Similar to the autopsy photographs in Jones, we find the photos at issue here lacked probative value. See id. at 262, 891 S.E.2d at 372. The full body photographs do not depict Victim in substantially the same condition as when he was likely disposed of by the killer. Indeed, the decomposition of the body prevented discovery or corroboration of a specific cause of death or the circumstances leading to the fatality. According to forensic pathologist Dr. Cynthia Schandl, the only demonstratively clear evidence of malice was the binding of Victim's hands and feet with speaker wire, which was sufficiently established by the photographs taken at a closer angle, the x-rays, Dr. Schandl's testimony, etc.

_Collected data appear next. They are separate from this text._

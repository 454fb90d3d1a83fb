/*
 * @Description  : 训练图像的批次来源。
 *                 数据源无限循环：每遍历完一轮（epoch）就重新打乱顺序，
 *                 每个批次同时给出彩色图与其灰度版本（灰度值复制到3个通道）。
 */

use super::DataError;
use crate::errors::TensorError;
use crate::tensor::Tensor;
use crate::vision::Vision;
use rand::SeedableRng;
use rand::rngs::StdRng;
use rand::seq::SliceRandom;
use std::path::{Path, PathBuf};

/// 一个批次：形状均为[batch, H, W, 3]，值域[-1, 1]
#[derive(Debug, Clone)]
pub struct ImageBatch {
    pub color: Tensor,
    pub gray: Tensor,
}

pub trait ImageSource {
    fn next_batch(&mut self) -> Result<ImageBatch, DataError>;

    /// 数据源中的图像总数
    fn num_images(&self) -> usize;

    fn batch_size(&self) -> usize;
}

/// 读取一个目录下全部图像的数据源
#[derive(Debug)]
pub struct ImageFolder {
    dir: PathBuf,
    files: Vec<PathBuf>,
    order: Vec<usize>,
    cursor: usize,
    batch_size: usize,
    img_size: [usize; 2],
    rng: StdRng,
}

impl ImageFolder {
    pub fn open(dir: &Path, batch_size: usize, img_size: [usize; 2], seed: u64) -> Result<Self, DataError> {
        let files = Vision::list_images(dir)?;
        if files.is_empty() {
            return Err(DataError::Empty(dir.to_path_buf()));
        }
        if files.len() < batch_size {
            return Err(DataError::NotEnoughImages {
                dir: dir.to_path_buf(),
                found: files.len(),
                batch_size,
            });
        }
        let mut source = Self {
            dir: dir.to_path_buf(),
            order: (0..files.len()).collect(),
            files,
            cursor: 0,
            batch_size,
            img_size,
            rng: StdRng::seed_from_u64(seed),
        };
        source.order.shuffle(&mut source.rng);
        Ok(source)
    }

    pub fn dir(&self) -> &Path {
        &self.dir
    }

    /// 按当前顺序取下一张图的路径，到达末尾时重新打乱
    fn next_path(&mut self) -> &Path {
        if self.cursor == self.order.len() {
            self.order.shuffle(&mut self.rng);
            self.cursor = 0;
        }
        let index = self.order[self.cursor];
        self.cursor += 1;
        &self.files[index]
    }
}

impl ImageSource for ImageFolder {
    fn next_batch(&mut self) -> Result<ImageBatch, DataError> {
        let mut color = Vec::with_capacity(self.batch_size);
        let mut gray = Vec::with_capacity(self.batch_size);
        for _ in 0..self.batch_size {
            let img_size = self.img_size;
            let image = Vision::load_resized(self.next_path(), img_size)?;
            color.push(Tensor::from_rgb_image(&image));
            gray.push(Tensor::from_gray_image(&Vision::to_gray(&image)));
        }
        Ok(ImageBatch {
            color: Tensor::stack(&color)?,
            gray: Tensor::stack(&gray)?,
        })
    }

    fn num_images(&self) -> usize {
        self.files.len()
    }

    fn batch_size(&self) -> usize {
        self.batch_size
    }
}

/// 内存中的数据源，按固定顺序循环给出样本（不打乱）
#[derive(Debug, Clone)]
pub struct TensorSource {
    color: Vec<Tensor>,
    gray: Vec<Tensor>,
    cursor: usize,
    batch_size: usize,
}

impl TensorSource {
    /// `color`为形状[N, H, W, 3]的批次，灰度版本与[`ImageFolder`]一样按[`Vision::luma`]计算
    pub fn new(color: &Tensor, batch_size: usize) -> Result<Self, DataError> {
        TensorError::check_dims("内存数据源 [batch, H, W, 3]", color.shape(), 4)?;
        TensorError::check_same_shape("内存数据源的通道数", &[3], &color.shape()[3..])?;
        let count = color.batch_size();
        if count == 0 || batch_size > count {
            return Err(DataError::NotEnoughImages {
                dir: PathBuf::from("<memory>"),
                found: count,
                batch_size,
            });
        }
        let mut colors = Vec::with_capacity(count);
        let mut grays = Vec::with_capacity(count);
        for i in 0..count {
            let sample = color.sample(i)?;
            let shape = sample.shape()[1..].to_vec();
            // 权重和为1，可直接作用于[-1, 1]的值
            let data = sample
                .to_vec()
                .chunks_exact(3)
                .flat_map(|px| [Vision::luma([px[0], px[1], px[2]]); 3])
                .collect();
            grays.push(Tensor::from_vec(data, &shape)?);
            colors.push(Tensor::from_vec(sample.to_vec(), &shape)?);
        }
        Ok(Self {
            color: colors,
            gray: grays,
            cursor: 0,
            batch_size,
        })
    }
}

impl ImageSource for TensorSource {
    fn next_batch(&mut self) -> Result<ImageBatch, DataError> {
        let mut color = Vec::with_capacity(self.batch_size);
        let mut gray = Vec::with_capacity(self.batch_size);
        for _ in 0..self.batch_size {
            if self.cursor == self.color.len() {
                self.cursor = 0;
            }
            color.push(self.color[self.cursor].clone());
            gray.push(self.gray[self.cursor].clone());
            self.cursor += 1;
        }
        Ok(ImageBatch {
            color: Tensor::stack(&color)?,
            gray: Tensor::stack(&gray)?,
        })
    }

    fn num_images(&self) -> usize {
        self.color.len()
    }

    fn batch_size(&self) -> usize {
        self.batch_size
    }
}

However, we hold the ultimate effect of the photographs' admission was harmless. See Jones, 440 S.C. at 264, 891 S.E.2d at 373 (holding erroneous admission of gruesome autopsy photographs was harmless when defendant failed to establish prejudice). While gruesome and unnecessary to the State's case, we find the lack of evidence establishing the physical circumstances that ultimately led to Victim's demise ironically protects against the dangers of unfair prejudice. The photos fail to corroborate any actions specifically taken by Rhue. Rather, they are duplicative depictions of the bindings and Victim's state of decomposition. Accordingly, Rhue failed to establish prejudice suffered from the admission of the photographs, as the more damaging evidence involved her cell phone activity, relationship history with the victim, and seized evidence from within the home. See Heyward, 441 S.C. at 505, 895 S.E.2d at 669 ("We have repeatedly observed we will not reverse a criminal conviction for the erroneous admission of evidence unless the defendant shows on appeal the error was prejudicial.").

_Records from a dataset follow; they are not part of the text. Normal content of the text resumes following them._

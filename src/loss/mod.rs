/*
 * @Description  : 损失函数。每个函数都是纯函数，返回标量损失值以及对其可微输入的梯度
 */

mod adversarial;
mod color;
mod perceptual;
mod variation;

pub use adversarial::{
    DiscTermWeights, DiscriminatorLoss, GanVariant, Objective, PenaltyKind, discriminator_loss,
    generator_adversarial_loss,
};
pub use color::{color_loss, rgb_to_yuv};
pub use perceptual::{content_loss, gram, style_loss};
pub use variation::total_variation_loss;

use crate::tensor::Tensor;


/// 一项损失：值及其对输入的梯度
#[derive(Debug, Clone, PartialEq)]
pub struct LossTerm {
    pub value: f32,
    pub grad: Tensor,
}

impl LossTerm {
    /// 损失与梯度同乘以权重
    pub fn weighted(self, weight: f32) -> LossTerm {
        LossTerm {
            value: self.value * weight,
            grad: self.grad * weight,
        }
    }
}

3. We hold the trial court did not err in denying Rhue's motion for a directed verdict. "On appeal from the denial of a directed verdict, [an appellate court] views the evidence and all reasonable inferences in the light most favorable to the State." State v. Bennett, 415 S.C. 232, 235, 781 S.E.2d 352, 353 (2016) (quoting State v. Butler, 407 S.C. 376, 381, 755 S.E.2d 457, 460 (2014)). "The Court's review is limited to considering the existence or nonexistence of evidence, not its weight." Id. "When the evidence submitted raises a mere suspicion that the accused is guilty, a directed verdict should be granted because suspicion implies a belief of guilt based on facts or circumstances which do not amount to proof." Id. at 236, 781 S.E.2d at 353. "Nevertheless, a court is not required to find that the evidence infers guilt to the exclusion of any other reasonable hypothesis." Id. at 236, 781 S.E.2d at 354.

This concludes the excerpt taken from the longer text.